I looked at him and he was very badly wounded. I just turned
him a bit and looked at his chest. I said, ‘Well, come down to our aid post
because we’re the nearest point here’. It was not far off the bottom of the
communication trench and I took them to our hole in the ground at Vermelles and
we put him on the crate and I think it was Captain Graham who leaned over and
looked at him. He took his jacket off and stripped him down and he’d got
multiple wounds, he was literally like a pepper pot, and gave a little sigh and
died. And then Captain Graham said, ‘Well, there’s nothing we can do,’ and he
said to me, ‘You go through his pockets,’ and he told the chaps from this
regiment, it was the Royal Scots, ‘Anything he has we’ll send them through to
his next of kin. There’s sure to be a letter in his pockets. Tell your officer
that we’re going to send these little things home to his next of kin.’

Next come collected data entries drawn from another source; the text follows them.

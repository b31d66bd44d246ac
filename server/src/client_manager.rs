//! Attached-client tracking for a zone server
//!
//! This module handles the server-side view of clients attached to this
//! zone, including:
//! - Join and leave, with session keys checked by a `SessionValidator`
//! - Move sequence ordering so stale datagrams are dropped
//! - Silence timeouts and cleanup
//! - Capacity limits and address lookup for the world-state broadcast
//!
//! Attachment is about who receives world state. It does not decide who
//! owns a player entity; that is the boundary scan's job.

use log::info;
use shared::PlayerId;
use std::collections::HashMap;
use std::net::SocketAddr;
use std::time::{Duration, Instant};

/// Decides whether a client may attach with the given session key.
pub trait SessionValidator: Send + Sync {
    fn validate(&self, player_id: PlayerId, session_key: &str) -> bool;
}

/// Accepts any non-empty key.
#[derive(Debug, Default, Clone, Copy)]
pub struct NonEmptyKey;

impl SessionValidator for NonEmptyKey {
    fn validate(&self, _player_id: PlayerId, session_key: &str) -> bool {
        !session_key.trim().is_empty()
    }
}

/// A client attached to this server.
#[derive(Debug)]
pub struct AttachedClient {
    pub player_id: PlayerId,
    /// Network address for world-state pushes
    pub addr: SocketAddr,
    /// Last time we received any packet from this client
    pub last_seen: Instant,
    /// Highest move sequence applied
    pub last_sequence: u32,
}

impl AttachedClient {
    pub fn new(player_id: PlayerId, addr: SocketAddr, now: Instant) -> Self {
        Self {
            player_id,
            addr,
            last_seen: now,
            last_sequence: 0,
        }
    }

    pub fn is_timed_out(&self, timeout: Duration, now: Instant) -> bool {
        now.saturating_duration_since(self.last_seen) > timeout
    }
}

pub struct ClientManager {
    clients: HashMap<PlayerId, AttachedClient>,
    max_clients: usize,
    timeout: Duration,
}

impl ClientManager {
    pub fn new(max_clients: usize, timeout: Duration) -> Self {
        Self {
            clients: HashMap::new(),
            max_clients,
            timeout,
        }
    }

    /// Attaches `player_id` at `addr`.
    ///
    /// Re-attaching an already attached player only refreshes its address,
    /// so a client retrying a join does not count twice against capacity.
    /// Returns false if the server is full.
    pub fn attach(&mut self, player_id: PlayerId, addr: SocketAddr, now: Instant) -> bool {
        if let Some(client) = self.clients.get_mut(&player_id) {
            client.addr = addr;
            client.last_seen = now;
            return true;
        }

        if self.clients.len() >= self.max_clients {
            return false;
        }

        info!("Player {} attached from {}", player_id, addr);
        self.clients
            .insert(player_id, AttachedClient::new(player_id, addr, now));
        true
    }

    pub fn detach(&mut self, player_id: PlayerId) -> bool {
        if self.clients.remove(&player_id).is_some() {
            info!("Player {} detached", player_id);
            true
        } else {
            false
        }
    }

    pub fn get(&self, player_id: PlayerId) -> Option<&AttachedClient> {
        self.clients.get(&player_id)
    }

    /// Finds the player attached from `addr`.
    pub fn find_by_addr(&self, addr: SocketAddr) -> Option<PlayerId> {
        self.clients
            .values()
            .find(|client| client.addr == addr)
            .map(|client| client.player_id)
    }

    /// Records a move from `addr`. True when the sender is attached as
    /// `player_id` and the sequence is newer than any applied before.
    pub fn accept_move(
        &mut self,
        player_id: PlayerId,
        sequence: u32,
        addr: SocketAddr,
        now: Instant,
    ) -> bool {
        match self.clients.get_mut(&player_id) {
            Some(client) if client.addr == addr => {
                client.last_seen = now;
                if sequence > client.last_sequence {
                    client.last_sequence = sequence;
                    true
                } else {
                    false
                }
            }
            _ => false,
        }
    }

    pub fn touch(&mut self, addr: SocketAddr, now: Instant) {
        if let Some(client) = self.clients.values_mut().find(|c| c.addr == addr) {
            client.last_seen = now;
        }
    }

    /// Detaches clients silent for longer than the timeout and returns them.
    pub fn check_timeouts(&mut self, now: Instant) -> Vec<PlayerId> {
        let timeout = self.timeout;
        let timed_out: Vec<PlayerId> = self
            .clients
            .values()
            .filter(|client| client.is_timed_out(timeout, now))
            .map(|client| client.player_id)
            .collect();

        for player_id in &timed_out {
            self.detach(*player_id);
        }

        timed_out
    }

    /// Addresses for the world-state broadcast.
    pub fn get_client_addrs(&self) -> Vec<(PlayerId, SocketAddr)> {
        self.clients
            .values()
            .map(|client| (client.player_id, client.addr))
            .collect()
    }

    pub fn len(&self) -> usize {
        self.clients.len()
    }

    pub fn is_empty(&self) -> bool {
        self.clients.is_empty()
    }
}

#[cfg(test)]
mod tests {
    use super::*;

    fn test_addr() -> SocketAddr {
        "127.0.0.1:8080".parse().unwrap()
    }

    fn test_addr2() -> SocketAddr {
        "127.0.0.1:8081".parse().unwrap()
    }

    fn manager() -> ClientManager {
        ClientManager::new(2, Duration::from_secs(5))
    }

    #[test]
    fn test_non_empty_key_validator() {
        assert!(NonEmptyKey.validate(1, "token"));
        assert!(!NonEmptyKey.validate(1, ""));
        assert!(!NonEmptyKey.validate(1, "   "));
    }

    #[test]
    fn test_attach_and_detach() {
        let mut clients = manager();
        let now = Instant::now();

        assert!(clients.attach(1, test_addr(), now));
        assert_eq!(clients.len(), 1);
        assert_eq!(clients.find_by_addr(test_addr()), Some(1));

        assert!(clients.detach(1));
        assert!(!clients.detach(1));
        assert!(clients.is_empty());
    }

    #[test]
    fn test_attach_max_capacity() {
        let mut clients = manager();
        let now = Instant::now();

        assert!(clients.attach(1, test_addr(), now));
        assert!(clients.attach(2, test_addr2(), now));
        assert!(!clients.attach(3, "127.0.0.1:8082".parse().unwrap(), now));
        // Re-attaching is not a new slot.
        assert!(clients.attach(2, "127.0.0.1:8083".parse().unwrap(), now));
        assert_eq!(clients.get(2).unwrap().addr.port(), 8083);
    }

    #[test]
    fn test_accept_move_orders_sequences() {
        let mut clients = manager();
        let now = Instant::now();
        clients.attach(1, test_addr(), now);

        assert!(clients.accept_move(1, 1, test_addr(), now));
        assert!(clients.accept_move(1, 3, test_addr(), now));
        assert!(!clients.accept_move(1, 2, test_addr(), now));
        assert!(!clients.accept_move(1, 3, test_addr(), now));
        assert_eq!(clients.get(1).unwrap().last_sequence, 3);
    }

    #[test]
    fn test_accept_move_rejects_other_sender() {
        let mut clients = manager();
        let now = Instant::now();
        clients.attach(1, test_addr(), now);

        assert!(!clients.accept_move(1, 1, test_addr2(), now));
        assert!(!clients.accept_move(2, 1, test_addr(), now));
    }

    #[test]
    fn test_check_timeouts() {
        let mut clients = manager();
        let start = Instant::now();
        clients.attach(1, test_addr(), start);
        clients.attach(2, test_addr2(), start);
        clients.touch(test_addr2(), start + Duration::from_secs(4));

        let timed_out = clients.check_timeouts(start + Duration::from_secs(6));

        assert_eq!(timed_out, vec![1]);
        assert!(clients.get(1).is_none());
        assert!(clients.get(2).is_some());
    }

    #[test]
    fn test_get_client_addrs() {
        let mut clients = manager();
        let now = Instant::now();
        clients.attach(1, test_addr(), now);
        clients.attach(2, test_addr2(), now);

        let mut addrs = clients.get_client_addrs();
        addrs.sort();
        assert_eq!(addrs, vec![(1, test_addr()), (2, test_addr2())]);
    }
}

And I looked at his chest and I saw the ribbon there. I said ‘That’s the Victoria Cross, sir,’ and Captain Graham looked and said, ‘Yes, so it is. This is a VC.’ I took his documents out and he was Private Robert Dunsire VC, Royal Scots. There was a letter from home, so I got his address, and an envelope with a document telling him he’d just been promoted to lance corporal and in the envelope was his lance corporal stripes: he’d never had time to put them on his sleeve. It was the most tragic thing to me.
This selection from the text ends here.